* **What is expected**: Each line of the listing that includes "localhost" should be reported.

* **Source material**:
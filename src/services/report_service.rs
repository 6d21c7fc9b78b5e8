// ==================== TRIP REPORTS ====================
// Operações na collection "users" - um documento por usuário com os arrays
// "reports" e "pitchReports". O serviço nunca cria usuários: submit só
// adiciona relato a um documento que já existe.

use crate::{
    database::MongoDB,
    models::{Report, ReportKind, UserDocument},
    utils::AppError,
};
use mongodb::bson::{doc, to_bson};
use serde::Deserialize;

const COLLECTION: &str = "users";

// ==================== REQUEST MODELS ====================

/// Corpo de submit/update: `{ "report": { ... } }`
#[derive(Debug, Deserialize, utoipa::ToSchema)]
pub struct ReportBody {
    pub report: Report,
}

// ==================== REPORT LOCATOR ====================

/// Primeiro relato do array cujo id bate exatamente com `report_id`.
///
/// Ids numéricos gravados no documento já chegam canonicalizados como string
/// pela deserialização, então "1" encontra um relato gravado com id 1.
pub fn find_report<'a>(
    user_info: &'a UserDocument,
    report_id: &str,
    kind: ReportKind,
) -> Option<&'a Report> {
    user_info
        .reports_of(kind)
        .iter()
        .find(|report| report.id == report_id)
}

// ==================== SERVICE FUNCTIONS ====================

/// Busca o documento do usuário pelo nome
pub async fn find_user(db: &MongoDB, user_name: &str) -> Result<Option<UserDocument>, AppError> {
    let users = db.collection::<UserDocument>(COLLECTION);

    users
        .find_one(doc! { "user": user_name })
        .await
        .map_err(|e| AppError::DatabaseError(e.to_string()))
}

/// GET por id - busca o documento e localiza o relato em memória
pub async fn get_report(
    db: &MongoDB,
    user_name: &str,
    report_id: &str,
    kind: ReportKind,
) -> Result<Option<Report>, AppError> {
    let user_info = find_user(db, user_name).await?;

    Ok(user_info.and_then(|info| find_report(&info, report_id, kind).cloned()))
}

/// POST submit - acrescenta o relato ao final do array do usuário
pub async fn submit_report(
    db: &MongoDB,
    user_name: &str,
    report: &Report,
    kind: ReportKind,
) -> Result<UserDocument, AppError> {
    let users = db.collection::<UserDocument>(COLLECTION);

    let report_bson =
        to_bson(report).map_err(|e| AppError::InvalidRequest(format!("Bad report body: {}", e)))?;

    let result = users
        .update_one(
            doc! { "user": user_name },
            doc! { "$push": { kind.field(): report_bson } },
        )
        .await
        .map_err(|e| AppError::DatabaseError(e.to_string()))?;

    if result.matched_count == 0 {
        return Err(AppError::NotFound(format!("User '{}' not found", user_name)));
    }

    fetch_updated(db, user_name).await
}

/// POST upvote - um único $inc atômico no elemento casado; sem janela de
/// read-then-write, um upvote concorrente nunca se perde.
pub async fn upvote_report(
    db: &MongoDB,
    user_name: &str,
    report_id: &str,
    kind: ReportKind,
) -> Result<UserDocument, AppError> {
    let users = db.collection::<UserDocument>(COLLECTION);

    let result = users
        .update_one(
            doc! { "user": user_name, format!("{}.id", kind.field()): report_id },
            doc! { "$inc": { format!("{}.$.upvotes", kind.field()): 1 } },
        )
        .await
        .map_err(|e| AppError::DatabaseError(e.to_string()))?;

    if result.matched_count == 0 {
        return Err(AppError::NotFound(format!(
            "Report '{}' not found for user '{}'",
            report_id, user_name
        )));
    }

    fetch_updated(db, user_name).await
}

/// POST update - substitui o elemento casado inteiro pelo corpo recebido.
/// O casamento é pelo id da URL; o id dentro do corpo não é consultado.
pub async fn update_report(
    db: &MongoDB,
    user_name: &str,
    report_id: &str,
    report: &Report,
    kind: ReportKind,
) -> Result<UserDocument, AppError> {
    let users = db.collection::<UserDocument>(COLLECTION);

    let report_bson =
        to_bson(report).map_err(|e| AppError::InvalidRequest(format!("Bad report body: {}", e)))?;

    let result = users
        .update_one(
            doc! { "user": user_name, format!("{}.id", kind.field()): report_id },
            doc! { "$set": { format!("{}.$", kind.field()): report_bson } },
        )
        .await
        .map_err(|e| AppError::DatabaseError(e.to_string()))?;

    if result.matched_count == 0 {
        return Err(AppError::NotFound(format!(
            "Report '{}' not found for user '{}'",
            report_id, user_name
        )));
    }

    fetch_updated(db, user_name).await
}

/// POST delete - remove todos os elementos cujo id bate; id inexistente
/// deixa o array como está e ainda devolve o documento.
pub async fn delete_report(
    db: &MongoDB,
    user_name: &str,
    report_id: &str,
    kind: ReportKind,
) -> Result<UserDocument, AppError> {
    let users = db.collection::<UserDocument>(COLLECTION);

    let result = users
        .update_one(
            doc! { "user": user_name },
            doc! { "$pull": { kind.field(): { "id": report_id } } },
        )
        .await
        .map_err(|e| AppError::DatabaseError(e.to_string()))?;

    if result.matched_count == 0 {
        return Err(AppError::NotFound(format!("User '{}' not found", user_name)));
    }

    fetch_updated(db, user_name).await
}

/// Toda escrita devolve o documento recém-atualizado, como o cliente espera
async fn fetch_updated(db: &MongoDB, user_name: &str) -> Result<UserDocument, AppError> {
    find_user(db, user_name)
        .await?
        .ok_or_else(|| AppError::NotFound(format!("User '{}' not found", user_name)))
}

#[cfg(test)]
mod tests {
    use super::*;
    use serde_json::json;

    fn sample_user() -> UserDocument {
        serde_json::from_value(json!({
            "user": "alice",
            "reports": [
                { "id": "1", "text": "hello", "upvotes": 0 },
                { "id": 2, "text": "numeric id", "upvotes": 3 },
                { "id": "2", "text": "string twin", "upvotes": 0 }
            ],
            "pitchReports": [
                { "id": "1", "photo": "summit.jpg", "upvotes": 1 }
            ]
        }))
        .unwrap()
    }

    #[test]
    fn test_find_report_exact_match() {
        let user = sample_user();
        let found = find_report(&user, "1", ReportKind::Trip).unwrap();
        assert_eq!(found.extra.get_str("text").unwrap(), "hello");
    }

    #[test]
    fn test_find_report_matches_numeric_id_first() {
        let user = sample_user();
        let found = find_report(&user, "2", ReportKind::Trip).unwrap();
        assert_eq!(found.extra.get_str("text").unwrap(), "numeric id");
        assert_eq!(found.upvotes, 3);
    }

    #[test]
    fn test_find_report_kind_separation() {
        let user = sample_user();
        let picture = find_report(&user, "1", ReportKind::Picture).unwrap();
        assert_eq!(picture.extra.get_str("photo").unwrap(), "summit.jpg");
    }

    #[test]
    fn test_find_report_missing() {
        let user = sample_user();
        assert!(find_report(&user, "999", ReportKind::Trip).is_none());
    }

    // ==================== DB TESTS ====================
    // Rodam contra um MongoDB local: cargo test -- --ignored

    async fn test_db() -> MongoDB {
        MongoDB::new("mongodb://localhost:27017/trips_test")
            .await
            .expect("Failed to connect to MongoDB")
    }

    async fn seed_user(db: &MongoDB, user_name: &str) {
        let users = db.collection::<UserDocument>(COLLECTION);
        users
            .delete_many(doc! { "user": user_name })
            .await
            .unwrap();
        users
            .insert_one(
                serde_json::from_value::<UserDocument>(json!({
                    "user": user_name,
                    "reports": [],
                    "pitchReports": []
                }))
                .unwrap(),
            )
            .await
            .unwrap();
    }

    fn report(id: &str, text: &str, upvotes: i64) -> Report {
        serde_json::from_value(json!({ "id": id, "text": text, "upvotes": upvotes })).unwrap()
    }

    #[tokio::test]
    #[ignore] // Requires MongoDB to be running
    async fn test_submit_appends_in_order() {
        let db = test_db().await;
        seed_user(&db, "submit-order").await;

        submit_report(&db, "submit-order", &report("1", "first", 0), ReportKind::Trip)
            .await
            .unwrap();
        let updated = submit_report(&db, "submit-order", &report("2", "second", 0), ReportKind::Trip)
            .await
            .unwrap();

        assert_eq!(updated.reports.len(), 2);
        assert_eq!(updated.reports[0].id, "1");
        assert_eq!(updated.reports[1].id, "2");
        assert!(updated.pitch_reports.is_empty());
    }

    #[tokio::test]
    #[ignore] // Requires MongoDB to be running
    async fn test_submit_unknown_user_is_not_found() {
        let db = test_db().await;
        let users = db.collection::<UserDocument>(COLLECTION);
        users.delete_many(doc! { "user": "ghost" }).await.unwrap();

        let result = submit_report(&db, "ghost", &report("1", "x", 0), ReportKind::Trip).await;
        assert!(matches!(result, Err(AppError::NotFound(_))));
    }

    #[tokio::test]
    #[ignore] // Requires MongoDB to be running
    async fn test_upvote_increments_only_the_match() {
        let db = test_db().await;
        seed_user(&db, "upvoter").await;
        submit_report(&db, "upvoter", &report("1", "a", 0), ReportKind::Trip)
            .await
            .unwrap();
        submit_report(&db, "upvoter", &report("2", "b", 5), ReportKind::Trip)
            .await
            .unwrap();

        let updated = upvote_report(&db, "upvoter", "1", ReportKind::Trip)
            .await
            .unwrap();

        assert_eq!(updated.reports[0].upvotes, 1);
        assert_eq!(updated.reports[1].upvotes, 5);
    }

    #[tokio::test]
    #[ignore] // Requires MongoDB to be running
    async fn test_upvote_missing_report_is_not_found() {
        let db = test_db().await;
        seed_user(&db, "upvote-miss").await;

        let result = upvote_report(&db, "upvote-miss", "404", ReportKind::Trip).await;
        assert!(matches!(result, Err(AppError::NotFound(_))));
    }

    #[tokio::test]
    #[ignore] // Requires MongoDB to be running
    async fn test_update_replaces_in_place() {
        let db = test_db().await;
        seed_user(&db, "updater").await;
        submit_report(&db, "updater", &report("1", "before", 0), ReportKind::Trip)
            .await
            .unwrap();
        submit_report(&db, "updater", &report("2", "sibling", 0), ReportKind::Trip)
            .await
            .unwrap();

        let replacement = report("1", "after", 9);
        let updated = update_report(&db, "updater", "1", &replacement, ReportKind::Trip)
            .await
            .unwrap();

        assert_eq!(updated.reports.len(), 2);
        assert_eq!(updated.reports[0].extra.get_str("text").unwrap(), "after");
        assert_eq!(updated.reports[0].upvotes, 9);
        assert_eq!(updated.reports[1].extra.get_str("text").unwrap(), "sibling");
    }

    #[tokio::test]
    #[ignore] // Requires MongoDB to be running
    async fn test_delete_removes_all_matches_and_tolerates_missing() {
        let db = test_db().await;
        seed_user(&db, "deleter").await;
        submit_report(&db, "deleter", &report("1", "a", 0), ReportKind::Trip)
            .await
            .unwrap();
        submit_report(&db, "deleter", &report("1", "dup", 0), ReportKind::Trip)
            .await
            .unwrap();
        submit_report(&db, "deleter", &report("2", "keep", 0), ReportKind::Trip)
            .await
            .unwrap();

        let updated = delete_report(&db, "deleter", "1", ReportKind::Trip)
            .await
            .unwrap();
        assert_eq!(updated.reports.len(), 1);
        assert_eq!(updated.reports[0].id, "2");

        let unchanged = delete_report(&db, "deleter", "404", ReportKind::Trip)
            .await
            .unwrap();
        assert_eq!(unchanged.reports.len(), 1);
    }

    #[tokio::test]
    #[ignore] // Requires MongoDB to be running
    async fn test_kinds_are_independent() {
        let db = test_db().await;
        seed_user(&db, "two-kinds").await;
        submit_report(&db, "two-kinds", &report("1", "trip", 0), ReportKind::Trip)
            .await
            .unwrap();
        submit_report(&db, "two-kinds", &report("1", "picture", 0), ReportKind::Picture)
            .await
            .unwrap();

        let updated = upvote_report(&db, "two-kinds", "1", ReportKind::Picture)
            .await
            .unwrap();

        assert_eq!(updated.reports[0].upvotes, 0);
        assert_eq!(updated.pitch_reports[0].upvotes, 1);
    }
}
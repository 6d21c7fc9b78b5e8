use mongodb::{Client, Collection, Database};
use std::error::Error;

#[derive(Clone)]
pub struct MongoDB {
    client: Client,
    db: Database,
}

impl MongoDB {
    pub async fn new(uri: &str) -> Result<Self, Box<dyn Error>> {
        let mut client_options = mongodb::options::ClientOptions::parse(uri).await?;

        // Connection pool compartilhado entre todas as requests
        client_options.max_pool_size = Some(20);
        client_options.min_pool_size = Some(5);
        client_options.max_idle_time = Some(std::time::Duration::from_secs(300));

        // Timeouts para não pendurar uma request num store fora do ar
        client_options.connect_timeout = Some(std::time::Duration::from_secs(5));
        client_options.server_selection_timeout = Some(std::time::Duration::from_secs(5));

        let client = Client::with_options(client_options)?;

        // Extract database name from URI or use default
        let db_name = uri
            .split('/')
            .last()
            .and_then(|s| s.split('?').next())
            .filter(|s| !s.is_empty() && !s.contains(':'))
            .unwrap_or("trips");

        let db = client.database(db_name);

        // Test connection
        db.list_collection_names().await?;

        let mongodb = Self { client, db };

        mongodb.ensure_indexes().await?;

        Ok(mongodb)
    }

    /// Creates necessary indexes for optimal query performance
    async fn ensure_indexes(&self) -> Result<(), Box<dyn Error>> {
        use mongodb::bson::doc;
        use mongodb::IndexModel;

        log::info!("🔧 Creating database indexes...");

        // Index for users: (user) - every route looks documents up by user name
        let users = self.database().collection::<mongodb::bson::Document>("users");

        let user_index = IndexModel::builder().keys(doc! { "user": 1 }).build();

        match users.create_index(user_index).await {
            Ok(_) => log::info!("   ✅ Index created: users(user)"),
            Err(e) => log::debug!("   ℹ️  Index already exists: {}", e),
        }

        log::info!("✅ Database indexes ready");

        Ok(())
    }

    pub fn collection<T: Send + Sync>(&self, name: &str) -> Collection<T> {
        self.db.collection(name)
    }

    pub fn database(&self) -> &Database {
        &self.db
    }

    pub fn client(&self) -> &Client {
        &self.client
    }

    /// Check if the connection is healthy
    pub async fn health_check(&self) -> bool {
        self.db.list_collection_names().await.is_ok()
    }
}

#[cfg(test)]
mod tests {
    use super::*;

    #[tokio::test]
    #[ignore] // Requires MongoDB to be running
    async fn test_mongodb_connection() {
        let db = MongoDB::new("mongodb://localhost:27017/trips").await;
        assert!(db.is_ok());
        assert!(db.unwrap().health_check().await);
    }
}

* **Exercise output**:
        MongoDB::new("mongodb://localhost:27017/trips_test")
        let db = MongoDB::new("mongodb://localhost:27017/trips").await;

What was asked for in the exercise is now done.